Items from a dataset

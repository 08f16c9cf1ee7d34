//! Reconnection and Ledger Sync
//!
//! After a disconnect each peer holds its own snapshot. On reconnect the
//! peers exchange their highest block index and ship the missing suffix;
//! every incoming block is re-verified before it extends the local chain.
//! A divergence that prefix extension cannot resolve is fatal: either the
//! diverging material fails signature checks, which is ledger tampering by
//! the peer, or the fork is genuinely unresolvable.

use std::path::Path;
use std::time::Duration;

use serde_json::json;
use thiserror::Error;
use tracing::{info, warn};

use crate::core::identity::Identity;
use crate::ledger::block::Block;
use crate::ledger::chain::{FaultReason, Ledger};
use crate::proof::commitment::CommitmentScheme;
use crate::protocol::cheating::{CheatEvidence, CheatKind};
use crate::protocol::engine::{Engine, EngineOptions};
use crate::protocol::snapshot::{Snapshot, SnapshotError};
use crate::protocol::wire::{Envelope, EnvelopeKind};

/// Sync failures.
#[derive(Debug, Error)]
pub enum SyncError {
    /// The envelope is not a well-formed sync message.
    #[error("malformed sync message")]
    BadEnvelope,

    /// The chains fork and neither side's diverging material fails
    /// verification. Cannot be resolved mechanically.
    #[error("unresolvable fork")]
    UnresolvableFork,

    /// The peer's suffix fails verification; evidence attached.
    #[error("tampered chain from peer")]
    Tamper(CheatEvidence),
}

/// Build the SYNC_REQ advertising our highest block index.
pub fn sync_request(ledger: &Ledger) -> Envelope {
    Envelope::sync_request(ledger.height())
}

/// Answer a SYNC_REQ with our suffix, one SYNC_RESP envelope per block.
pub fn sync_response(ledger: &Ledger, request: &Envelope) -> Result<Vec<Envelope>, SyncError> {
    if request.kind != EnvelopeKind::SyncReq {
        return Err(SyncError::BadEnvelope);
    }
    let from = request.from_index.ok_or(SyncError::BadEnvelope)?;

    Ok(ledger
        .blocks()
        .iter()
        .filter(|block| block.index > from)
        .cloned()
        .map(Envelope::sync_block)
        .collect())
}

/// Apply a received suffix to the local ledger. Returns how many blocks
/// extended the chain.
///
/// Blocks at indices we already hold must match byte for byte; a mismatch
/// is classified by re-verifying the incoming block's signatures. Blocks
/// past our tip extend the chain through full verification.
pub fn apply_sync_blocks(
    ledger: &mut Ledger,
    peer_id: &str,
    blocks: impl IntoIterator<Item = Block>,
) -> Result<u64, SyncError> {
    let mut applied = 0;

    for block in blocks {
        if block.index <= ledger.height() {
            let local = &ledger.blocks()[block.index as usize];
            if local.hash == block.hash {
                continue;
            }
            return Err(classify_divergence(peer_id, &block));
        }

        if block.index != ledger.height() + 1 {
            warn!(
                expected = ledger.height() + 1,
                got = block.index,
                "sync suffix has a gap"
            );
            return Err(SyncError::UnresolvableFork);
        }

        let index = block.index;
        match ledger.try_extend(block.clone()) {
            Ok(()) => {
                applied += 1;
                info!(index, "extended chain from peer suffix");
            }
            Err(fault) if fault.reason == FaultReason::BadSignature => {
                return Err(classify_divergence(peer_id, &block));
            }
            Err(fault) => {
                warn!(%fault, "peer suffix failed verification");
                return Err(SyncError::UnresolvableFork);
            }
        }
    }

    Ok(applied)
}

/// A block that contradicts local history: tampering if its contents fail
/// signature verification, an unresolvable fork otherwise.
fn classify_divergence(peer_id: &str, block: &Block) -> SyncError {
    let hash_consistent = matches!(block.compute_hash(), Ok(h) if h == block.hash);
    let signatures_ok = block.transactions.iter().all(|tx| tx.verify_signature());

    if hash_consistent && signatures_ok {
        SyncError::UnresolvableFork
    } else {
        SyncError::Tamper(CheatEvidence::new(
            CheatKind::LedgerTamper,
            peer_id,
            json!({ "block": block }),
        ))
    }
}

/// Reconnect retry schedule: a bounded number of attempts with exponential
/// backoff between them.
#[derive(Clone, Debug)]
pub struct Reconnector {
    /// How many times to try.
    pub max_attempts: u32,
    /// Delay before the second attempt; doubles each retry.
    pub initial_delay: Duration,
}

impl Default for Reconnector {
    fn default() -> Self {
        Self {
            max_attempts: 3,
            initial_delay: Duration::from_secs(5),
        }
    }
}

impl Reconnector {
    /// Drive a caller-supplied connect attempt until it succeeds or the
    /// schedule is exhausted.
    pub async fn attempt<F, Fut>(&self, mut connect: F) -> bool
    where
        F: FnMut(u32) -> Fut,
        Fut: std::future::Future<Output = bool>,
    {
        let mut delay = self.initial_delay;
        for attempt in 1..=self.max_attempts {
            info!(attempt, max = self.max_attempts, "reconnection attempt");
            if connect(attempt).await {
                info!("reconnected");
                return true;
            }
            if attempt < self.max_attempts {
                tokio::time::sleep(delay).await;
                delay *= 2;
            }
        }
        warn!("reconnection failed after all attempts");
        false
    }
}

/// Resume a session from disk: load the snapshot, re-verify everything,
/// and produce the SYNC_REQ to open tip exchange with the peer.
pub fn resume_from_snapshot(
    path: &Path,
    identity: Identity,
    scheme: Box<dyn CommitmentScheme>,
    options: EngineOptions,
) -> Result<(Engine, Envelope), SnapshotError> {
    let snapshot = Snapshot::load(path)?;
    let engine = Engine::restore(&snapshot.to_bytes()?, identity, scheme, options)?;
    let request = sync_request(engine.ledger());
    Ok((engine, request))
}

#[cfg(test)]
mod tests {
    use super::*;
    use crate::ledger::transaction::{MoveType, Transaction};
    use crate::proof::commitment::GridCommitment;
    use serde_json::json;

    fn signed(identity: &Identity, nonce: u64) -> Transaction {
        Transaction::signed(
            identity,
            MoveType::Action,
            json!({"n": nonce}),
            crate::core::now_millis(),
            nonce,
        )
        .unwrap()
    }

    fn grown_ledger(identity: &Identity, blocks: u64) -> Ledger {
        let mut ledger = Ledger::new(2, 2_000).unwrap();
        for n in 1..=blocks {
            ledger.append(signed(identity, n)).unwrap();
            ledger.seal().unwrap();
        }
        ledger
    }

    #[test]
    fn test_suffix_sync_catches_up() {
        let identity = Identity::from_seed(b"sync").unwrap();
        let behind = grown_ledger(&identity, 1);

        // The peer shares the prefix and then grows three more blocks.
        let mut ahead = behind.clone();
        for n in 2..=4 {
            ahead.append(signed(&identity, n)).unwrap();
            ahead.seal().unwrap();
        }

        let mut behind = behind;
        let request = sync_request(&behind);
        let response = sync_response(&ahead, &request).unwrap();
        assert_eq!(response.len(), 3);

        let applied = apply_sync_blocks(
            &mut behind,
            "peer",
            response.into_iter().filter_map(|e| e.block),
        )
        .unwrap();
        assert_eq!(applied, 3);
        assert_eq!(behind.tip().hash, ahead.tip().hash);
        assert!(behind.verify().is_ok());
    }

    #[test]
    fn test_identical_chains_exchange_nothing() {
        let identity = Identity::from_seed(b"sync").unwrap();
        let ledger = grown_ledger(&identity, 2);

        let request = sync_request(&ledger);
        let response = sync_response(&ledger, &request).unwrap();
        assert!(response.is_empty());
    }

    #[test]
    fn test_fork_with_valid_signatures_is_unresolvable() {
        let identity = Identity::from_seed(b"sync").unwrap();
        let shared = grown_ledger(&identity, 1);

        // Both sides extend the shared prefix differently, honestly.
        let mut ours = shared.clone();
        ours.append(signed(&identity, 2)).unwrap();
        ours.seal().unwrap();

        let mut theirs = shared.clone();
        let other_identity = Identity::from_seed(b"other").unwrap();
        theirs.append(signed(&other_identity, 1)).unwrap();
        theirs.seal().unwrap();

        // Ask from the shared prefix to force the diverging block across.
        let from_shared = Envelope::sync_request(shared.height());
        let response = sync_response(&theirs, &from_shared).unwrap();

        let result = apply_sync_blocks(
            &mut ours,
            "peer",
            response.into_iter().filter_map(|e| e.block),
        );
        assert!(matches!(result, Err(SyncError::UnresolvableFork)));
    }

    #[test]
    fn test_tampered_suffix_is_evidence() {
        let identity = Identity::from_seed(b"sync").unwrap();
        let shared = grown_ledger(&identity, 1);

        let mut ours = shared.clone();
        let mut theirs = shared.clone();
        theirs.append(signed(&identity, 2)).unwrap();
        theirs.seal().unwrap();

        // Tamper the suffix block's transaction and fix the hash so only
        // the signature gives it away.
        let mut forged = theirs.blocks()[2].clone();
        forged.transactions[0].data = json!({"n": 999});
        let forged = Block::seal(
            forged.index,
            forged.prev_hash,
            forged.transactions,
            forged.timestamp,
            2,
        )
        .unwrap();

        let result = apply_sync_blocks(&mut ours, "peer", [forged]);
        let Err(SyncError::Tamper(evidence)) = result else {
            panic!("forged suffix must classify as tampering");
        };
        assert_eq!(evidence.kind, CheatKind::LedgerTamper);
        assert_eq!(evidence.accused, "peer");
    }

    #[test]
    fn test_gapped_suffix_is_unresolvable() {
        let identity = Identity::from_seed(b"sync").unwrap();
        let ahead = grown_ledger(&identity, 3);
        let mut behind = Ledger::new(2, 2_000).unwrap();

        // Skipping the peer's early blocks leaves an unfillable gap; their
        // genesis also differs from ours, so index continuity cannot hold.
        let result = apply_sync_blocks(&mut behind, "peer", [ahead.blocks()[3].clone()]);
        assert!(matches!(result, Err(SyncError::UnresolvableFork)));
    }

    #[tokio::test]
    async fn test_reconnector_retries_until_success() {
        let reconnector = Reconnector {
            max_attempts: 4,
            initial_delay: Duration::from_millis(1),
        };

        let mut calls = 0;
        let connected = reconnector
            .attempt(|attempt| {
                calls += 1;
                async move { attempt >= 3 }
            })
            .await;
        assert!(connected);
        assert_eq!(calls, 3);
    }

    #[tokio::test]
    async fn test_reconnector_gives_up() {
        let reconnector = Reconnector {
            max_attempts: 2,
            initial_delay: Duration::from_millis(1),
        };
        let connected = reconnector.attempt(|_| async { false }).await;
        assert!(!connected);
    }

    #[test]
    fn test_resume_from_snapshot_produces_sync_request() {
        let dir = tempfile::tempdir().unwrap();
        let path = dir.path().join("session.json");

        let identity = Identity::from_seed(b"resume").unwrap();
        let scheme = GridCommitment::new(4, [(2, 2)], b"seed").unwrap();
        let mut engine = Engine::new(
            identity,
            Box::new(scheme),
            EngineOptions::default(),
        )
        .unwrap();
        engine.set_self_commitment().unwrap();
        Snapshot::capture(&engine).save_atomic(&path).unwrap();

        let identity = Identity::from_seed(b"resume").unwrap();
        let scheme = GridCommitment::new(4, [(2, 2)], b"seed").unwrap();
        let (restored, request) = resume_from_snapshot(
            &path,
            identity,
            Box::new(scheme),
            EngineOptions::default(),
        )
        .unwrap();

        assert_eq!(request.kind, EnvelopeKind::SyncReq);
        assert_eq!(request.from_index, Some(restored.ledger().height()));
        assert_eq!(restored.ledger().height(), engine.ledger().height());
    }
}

Task objective
An exact, complete copy of the lines above from the one with "for attempt in" through the one with "Resume a session" is the whole answer.

Result for this exercise
        for attempt in 1..=self.max_attempts {
            info!(attempt, max = self.max_attempts, "reconnection attempt");
            if connect(attempt).await {
                info!("reconnected");
                return true;
            }
            if attempt < self.max_attempts {
                tokio::time::sleep(delay).await;
                delay *= 2;
            }
        }
        warn!("reconnection failed after all attempts");
        false
    }
}

/// Resume a session from disk: load the snapshot, re-verify everything,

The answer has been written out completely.